Effect of Phytase Supplemented Diet on Whole Body Proximate Composition of Labeo rohita Fingerlings

Nuzhat Naseem, Sajid Abdullah and Sana Aziz*

Department of Zoology, Wildlife and Fisheries, University of Agriculture, Faisalabad

ABSTRACT

Phytate, bound form of phosphorus and some other minerals, is present in plant products and it cannot be consumed by fish because there is no phytase activity in agestric fish. This study was performed to determine the impact on proximate composition of whole-body of Labeo rohita (fingerlings) fed distiller’s dried grains with solubles based diet, supplemented with phytase. Six different feeds were formulated by supplementing different concentrations of phytase. i.e. D1 without phytase supplementation, D2, D3, D4, D5 and D6 with 250, 500, 750, 1000 and 1250 FTU phytase per kilogram of diet, respectively. An experiment was conducted for 2 months. During this experiment, water quality parameters were also examined e.g pH, Dissolved oxygen and temprature. Results were examined by Tukey’s Honestly Significant Difference Test. Phytase supplementation decreased the moisture content and increased the crude ash, protein and fat significantly in proximate composition of whole-body of the fish and hence, improved the meat quality of Labeo rohita fingerlings.

Article Information

Received 28 September 2020

Revised 14 October 2020

Accepted 04 December 2020

Available online 06 July 2021

(early access)

Published 07 March 2022

Authors’ Contribution

NN executed the research. SA supervisor and planned the research.
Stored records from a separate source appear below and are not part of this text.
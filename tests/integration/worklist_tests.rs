//! Worklist strategy tests

use crate::support::{read, worklist_config, SiteFetcher};
use std::collections::HashSet;
use sumi_mirror::config::Strategy;
use sumi_mirror::{run_with, DirectoryNaming, LinkScope, MirrorError};
use tempfile::TempDir;

#[tokio::test]
async fn test_cycle_is_fetched_once_per_page() {
    let site = SiteFetcher::new()
        .page("https://ex.com/", r#"<a href="/b">B</a><a href="/#top">Top</a>"#)
        .page("https://ex.com/b", r#"<a href="/">Home</a><a href="/b">Self</a>"#);
    let temp_dir = TempDir::new().unwrap();

    let report = run_with(&site, &worklist_config(), "https://ex.com/", temp_dir.path())
        .await
        .unwrap();

    assert_eq!(report.strategy, Strategy::Worklist);
    assert_eq!(report.pages.len(), 2);
    assert_eq!(site.requests().len(), 2);
    assert_eq!(site.request_count("https://ex.com/"), 1);
    assert_eq!(site.request_count("https://ex.com/b"), 1);
}

#[tokio::test]
async fn test_same_origin_links_outside_prefix_are_followed() {
    let site = SiteFetcher::new()
        .page("https://ex.com/docs/", r#"<a href="/blog">Blog</a>"#)
        .page("https://ex.com/blog", "<p>blog</p>");
    let temp_dir = TempDir::new().unwrap();

    let report = run_with(&site, &worklist_config(), "https://ex.com/docs/", temp_dir.path())
        .await
        .unwrap();

    assert_eq!(report.pages.len(), 2);
    assert_eq!(report.pages[1].url, "https://ex.com/blog");
    assert_eq!(report.pages[1].depth, 1);
}

#[tokio::test]
async fn test_lookalike_host_is_not_followed() {
    let site = SiteFetcher::new()
        .page("https://ex.com", r#"<a href="https://ex.com.attacker.net/">Phish</a>"#)
        .page("https://ex.com.attacker.net/", "<p>gotcha</p>");
    let temp_dir = TempDir::new().unwrap();

    let report = run_with(&site, &worklist_config(), "https://ex.com", temp_dir.path())
        .await
        .unwrap();

    assert_eq!(report.pages.len(), 1);
    assert_eq!(site.request_count("https://ex.com.attacker.net/"), 0);
}

#[tokio::test]
async fn test_lookalike_host_passes_prefix_scope() {
    let site = SiteFetcher::new()
        .page("https://ex.com", r#"<a href="https://ex.com.attacker.net/">Phish</a>"#)
        .page("https://ex.com.attacker.net/", "<p>gotcha</p>");
    let temp_dir = TempDir::new().unwrap();
    let mut config = worklist_config();
    config.link_scope = LinkScope::Prefix;

    let report = run_with(&site, &config, "https://ex.com", temp_dir.path())
        .await
        .unwrap();

    assert_eq!(report.pages.len(), 2);
    assert_eq!(site.request_count("https://ex.com.attacker.net/"), 1);
}

#[tokio::test]
async fn test_failed_page_does_not_stop_siblings() {
    let site = SiteFetcher::new()
        .page(
            "https://ex.com/",
            r#"<a href="/missing">Missing</a><a href="/ok">Ok</a>"#,
        )
        .page("https://ex.com/ok", "<p>ok</p>");
    let temp_dir = TempDir::new().unwrap();

    let report = run_with(&site, &worklist_config(), "https://ex.com/", temp_dir.path())
        .await
        .unwrap();

    assert_eq!(report.pages.len(), 2);
    assert_eq!(report.failures.len(), 1);
    assert_eq!(report.failures[0].url, "https://ex.com/missing");
    assert_eq!(report.failures[0].depth, 1);
    assert!(report.failures[0].error.contains("404"));
    assert!(!report.root_failed());
    assert!(!report.failures[0].directory.exists());
    assert!((report.success_rate() - 200.0 / 3.0).abs() < 1e-9);
}

#[tokio::test]
async fn test_root_failure_is_reported() {
    let site = SiteFetcher::new();
    let temp_dir = TempDir::new().unwrap();

    let report = run_with(&site, &worklist_config(), "https://ex.com/", temp_dir.path())
        .await
        .unwrap();

    assert!(report.pages.is_empty());
    assert!(report.root_failed());
}

#[tokio::test]
async fn test_malformed_root_is_an_error() {
    let site = SiteFetcher::new();
    let temp_dir = TempDir::new().unwrap();

    let result = run_with(&site, &worklist_config(), "relative/path", temp_dir.path()).await;

    assert!(matches!(result, Err(MirrorError::MalformedUrl { .. })));
}

#[tokio::test]
async fn test_hashed_directories_are_distinct() {
    // Relative naming maps both links to "_a_b"
    let site = SiteFetcher::new()
        .page("https://ex.com", r#"<a href="/a/b">1</a><a href="/a_b">2</a>"#)
        .page("https://ex.com/a/b", "<p>first</p>")
        .page("https://ex.com/a_b", "<p>second</p>");
    let temp_dir = TempDir::new().unwrap();

    let report = run_with(&site, &worklist_config(), "https://ex.com", temp_dir.path())
        .await
        .unwrap();

    assert_eq!(report.pages.len(), 3);
    let directories: HashSet<_> = report.pages.iter().map(|p| p.directory.clone()).collect();
    assert_eq!(directories.len(), 3);

    let first = &report.pages[1];
    let second = &report.pages[2];
    assert_eq!(first.directory.parent(), Some(temp_dir.path()));
    assert!(first
        .directory
        .file_name()
        .unwrap()
        .to_string_lossy()
        .starts_with("b-"));
    assert_eq!(read(&first.directory.join("index.html")), "<p>first</p>");
    assert_eq!(read(&second.directory.join("index.html")), "<p>second</p>");
}

#[tokio::test]
async fn test_relative_naming_collision_overwrites() {
    let site = SiteFetcher::new()
        .page("https://ex.com", r#"<a href="/a/b">1</a><a href="/a_b">2</a>"#)
        .page("https://ex.com/a/b", "<p>first</p>")
        .page("https://ex.com/a_b", "<p>second</p>");
    let temp_dir = TempDir::new().unwrap();
    let mut config = worklist_config();
    config.directory_naming = DirectoryNaming::Relative;
    config.max_concurrent_pages = 1;

    let report = run_with(&site, &config, "https://ex.com", temp_dir.path())
        .await
        .unwrap();

    assert_eq!(report.pages.len(), 3);
    assert_eq!(report.pages[1].directory, report.pages[2].directory);
    assert_eq!(
        read(&temp_dir.path().join("_a_b").join("index.html")),
        "<p>second</p>"
    );
}

#[tokio::test]
async fn test_max_depth_stops_following_links() {
    let site = SiteFetcher::new()
        .page("https://ex.com/", r#"<a href="/one">1</a>"#)
        .page("https://ex.com/one", r#"<a href="/two">2</a>"#)
        .page("https://ex.com/two", "<p>two</p>");
    let temp_dir = TempDir::new().unwrap();
    let mut config = worklist_config();
    config.max_depth = Some(1);

    let report = run_with(&site, &config, "https://ex.com/", temp_dir.path())
        .await
        .unwrap();

    assert_eq!(report.pages.len(), 2);
    assert_eq!(report.pages[1].depth, 1);
    assert_eq!(site.request_count("https://ex.com/two"), 0);
}

#[tokio::test]
async fn test_results_keep_worklist_order_under_concurrency() {
    let mut root = String::new();
    let mut site = SiteFetcher::new();
    for i in 0..10 {
        root.push_str(&format!(r#"<a href="/p{}">{}</a>"#, i, i));
        site = site.page(&format!("https://ex.com/p{}", i), "<p>page</p>");
    }
    let site = site.page("https://ex.com/", &root);
    let temp_dir = TempDir::new().unwrap();
    let mut config = worklist_config();
    config.max_concurrent_pages = 8;

    let report = run_with(&site, &config, "https://ex.com/", temp_dir.path())
        .await
        .unwrap();

    let urls: Vec<_> = report.pages.iter().skip(1).map(|p| p.url.clone()).collect();
    let expected: Vec<_> = (0..10).map(|i| format!("https://ex.com/p{}", i)).collect();
    assert_eq!(urls, expected);
}

#[tokio::test]
async fn test_asset_cache_fetches_shared_stylesheet_once() {
    let shared = r#"<link rel="stylesheet" href="/shared.css">"#;
    let build_site = || {
        SiteFetcher::new()
            .page("https://ex.com/", &format!(r#"{}<a href="/next">Next</a>"#, shared))
            .page("https://ex.com/next", shared)
            .page("https://ex.com/shared.css", "p { margin: 0; }")
    };

    let cached_site = build_site();
    let temp_dir = TempDir::new().unwrap();
    let mut config = worklist_config();
    config.cache_assets = true;
    run_with(&cached_site, &config, "https://ex.com/", temp_dir.path())
        .await
        .unwrap();
    assert_eq!(cached_site.request_count("https://ex.com/shared.css"), 1);

    let uncached_site = build_site();
    let temp_dir = TempDir::new().unwrap();
    let report = run_with(&uncached_site, &worklist_config(), "https://ex.com/", temp_dir.path())
        .await
        .unwrap();
    assert_eq!(uncached_site.request_count("https://ex.com/shared.css"), 2);

    for page in &report.pages {
        assert_eq!(read(&page.directory.join("styles.css")), "p { margin: 0; }\n");
    }
}

#[tokio::test]
async fn test_unresolvable_reference_is_skipped() {
    let site = SiteFetcher::new()
        .page(
            "https://ex.com/",
            r#"<script src="http://[bad"></script><script>ok();</script><a href="http://[bad">x</a>"#,
        );
    let temp_dir = TempDir::new().unwrap();

    let report = run_with(&site, &worklist_config(), "https://ex.com/", temp_dir.path())
        .await
        .unwrap();

    assert_eq!(report.pages.len(), 1);
    assert_eq!(read(&temp_dir.path().join("scripts.js")), "ok();\n");
    assert_eq!(report.asset_failures.len(), 1);
    assert_eq!(report.asset_failures[0].asset, "http://[bad");
}

#[tokio::test]
async fn test_latin1_root_links_are_followed() {
    let site = SiteFetcher::new()
        .raw("https://ex.com/", b"<p>caf\xE9</p><a href=\"/next\">Next</a>")
        .page("https://ex.com/next", "<p>next</p>");
    let temp_dir = TempDir::new().unwrap();

    let report = run_with(&site, &worklist_config(), "https://ex.com/", temp_dir.path())
        .await
        .unwrap();

    assert_eq!(report.pages.len(), 2);
    assert!(report.failures.is_empty());
    assert!(!report.root_failed());
    assert_eq!(site.request_count("https://ex.com/next"), 1);
}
SA helped in compiling data and in writing the article.

Key words

Phytase, Fish, Proximate composition, Fingerling, Suplementation

DOI: https://dx.doi.org/10.17582/journal.pjz/20200928150918

* Corresponding author: sana.aziz1994@gmail.com

0030-9923/2022/0003-1479 $ 9.00/0

Copyright 2022 Zoological Society of Pakistan

Aquaculture includes the rearing or culturing of aquatic organisms such as fish, crustaceans and molluscs. For most of the aquatic species, a major portion (60%) of the farm production cost usually goes to aquaculture diet (Cheng and Hardy, 2004). Considering the fish, aquaculture proves to be one of the most rapidly developing food industries in the world (Beveridge, 1984; Suguira et al., 1999). The main objective of aquaculture is to enhance the production of some required fish species to have maximum economic benefits (Goldburg and Triplett, 1997).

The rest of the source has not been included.